__REQUIRED WORK__
Please set down the entries below once more, exactly.

Top of ENTRIES SUPPLIED

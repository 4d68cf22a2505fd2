use crate::app::AppState;
use crate::ui::{
    layout::create_modal_area,
    styles::{done_style, modal_bg_style, modal_title_style},
};
use ratatui::{
    layout::Rect,
    text::{Line, Span},
    widgets::{Block, Borders, Clear, Paragraph, Wrap},
    Frame,
};

/// Render the session-complete modal
pub fn render_completion_modal(f: &mut Frame, app: &AppState, area: Rect) {
    let modal_area = create_modal_area(area);

    // Clear the area behind the modal
    f.render_widget(Clear, modal_area);

    let mut lines = Vec::new();

    lines.push(Line::raw(""));
    lines.push(Line::raw("  Session complete. Nice work!"));
    lines.push(Line::raw(""));

    if !app.stats.session_tasks().is_empty() {
        lines.push(Line::raw("  Finished this session:"));
        for text in app.stats.session_tasks() {
            lines.push(Line::from(vec![
                Span::styled("    ✔ ", done_style()),
                Span::raw(text.clone()),
            ]));
        }
        lines.push(Line::raw(""));
    }

    lines.push(Line::raw("  Keep going?"));
    lines.push(Line::raw(""));
    lines.push(Line::from(vec![
        Span::styled("  [1]", modal_title_style()),
        Span::raw(" +5m  "),
        Span::styled("[2]", modal_title_style()),
        Span::raw(" +10m  "),
        Span::styled("[3]", modal_title_style()),
        Span::raw(" +15m  "),
        Span::styled("[4]", modal_title_style()),
        Span::raw(" +20m  "),
        Span::styled("[s]", modal_title_style()),
        Span::raw(" Stop"),
    ]));

    let paragraph = Paragraph::new(lines)
        .block(
            Block::default()
                .borders(Borders::ALL)
                .title(Span::styled(" ⏱ Time's Up ", modal_title_style()))
                .style(modal_bg_style()),
        )
        .wrap(Wrap { trim: false });

    f.render_widget(paragraph, modal_area);
}

/// Render the reset-statistics confirmation modal
pub fn render_reset_confirm_modal(f: &mut Frame, area: Rect) {
    let modal_area = create_modal_area(area);

    f.render_widget(Clear, modal_area);

    let lines = vec![
        Line::raw(""),
        Line::raw("  Reset all statistics to zero?"),
        Line::raw(""),
        Line::raw("  This cannot be undone."),
        Line::raw(""),
        Line::from(vec![
            Span::styled("  [y]", modal_title_style()),
            Span::raw(" Reset  "),
            Span::styled("[any other key]", modal_title_style()),
            Span::raw(" Cancel"),
        ]),
    ];

    let paragraph = Paragraph::new(lines)
        .block(
            Block::default()
                .borders(Borders::ALL)
                .title(Span::styled(" Reset Statistics ", modal_title_style()))
                .style(modal_bg_style()),
        )
        .wrap(Wrap { trim: false });

    f.render_widget(paragraph, modal_area);
}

Bottom of ENTRIES SUPPLIED

__SOLUTION__
repository 4d68cf22a2505fd2
use crate::app::AppState;
use crate::ui::{
    layout::create_modal_area,
    styles::{done_style, modal_bg_style, modal_title_style},
};
use ratatui::{
    layout::Rect,
    text::{Line, Span},
    widgets::{Block, Borders, Clear, Paragraph, Wrap},
    Frame,
};

/// Render the session-complete modal
pub fn render_completion_modal(f: &mut Frame, app: &AppState, area: Rect) {
    let modal_area = create_modal_area(area);

    // Clear the area behind the modal
    f.render_widget(Clear, modal_area);

    let mut lines = Vec::new();

    lines.push(Line::raw(""));
    lines.push(Line::raw("  Session complete. Nice work!"));
    lines.push(Line::raw(""));

    if !app.stats.session_tasks().is_empty() {
        lines.push(Line::raw("  Finished this session:"));
        for text in app.stats.session_tasks() {
            lines.push(Line::from(vec![
                Span::styled("    ✔ ", done_style()),
                Span::raw(text.clone()),
            ]));
        }
        lines.push(Line::raw(""));
    }

    lines.push(Line::raw("  Keep going?"));
    lines.push(Line::raw(""));
    lines.push(Line::from(vec![
        Span::styled("  [1]", modal_title_style()),
        Span::raw(" +5m  "),
        Span::styled("[2]", modal_title_style()),
        Span::raw(" +10m  "),
        Span::styled("[3]", modal_title_style()),
        Span::raw(" +15m  "),
        Span::styled("[4]", modal_title_style()),
        Span::raw(" +20m  "),
        Span::styled("[s]", modal_title_style()),
        Span::raw(" Stop"),
    ]));

    let paragraph = Paragraph::new(lines)
        .block(
            Block::default()
                .borders(Borders::ALL)
                .title(Span::styled(" ⏱ Time's Up ", modal_title_style()))
                .style(modal_bg_style()),
        )
        .wrap(Wrap { trim: false });

    f.render_widget(paragraph, modal_area);
}

/// Render the reset-statistics confirmation modal
pub fn render_reset_confirm_modal(f: &mut Frame, area: Rect) {
    let modal_area = create_modal_area(area);

    f.render_widget(Clear, modal_area);

    let lines = vec![
        Line::raw(""),
        Line::raw("  Reset all statistics to zero?"),
        Line::raw(""),
        Line::raw("  This cannot be undone."),
        Line::raw(""),
        Line::from(vec![
            Span::styled("  [y]", modal_title_style()),
            Span::raw(" Reset  "),
            Span::styled("[any other key]", modal_title_style()),
            Span::raw(" Cancel"),
        ]),
    ];

    let paragraph = Paragraph::new(lines)
        .block(
            Block::default()
                .borders(Borders::ALL)
                .title(Span::styled(" Reset Statistics ", modal_title_style()))
                .style(modal_bg_style()),
        )
        .wrap(Wrap { trim: false });

    f.render_widget(paragraph, modal_area);
}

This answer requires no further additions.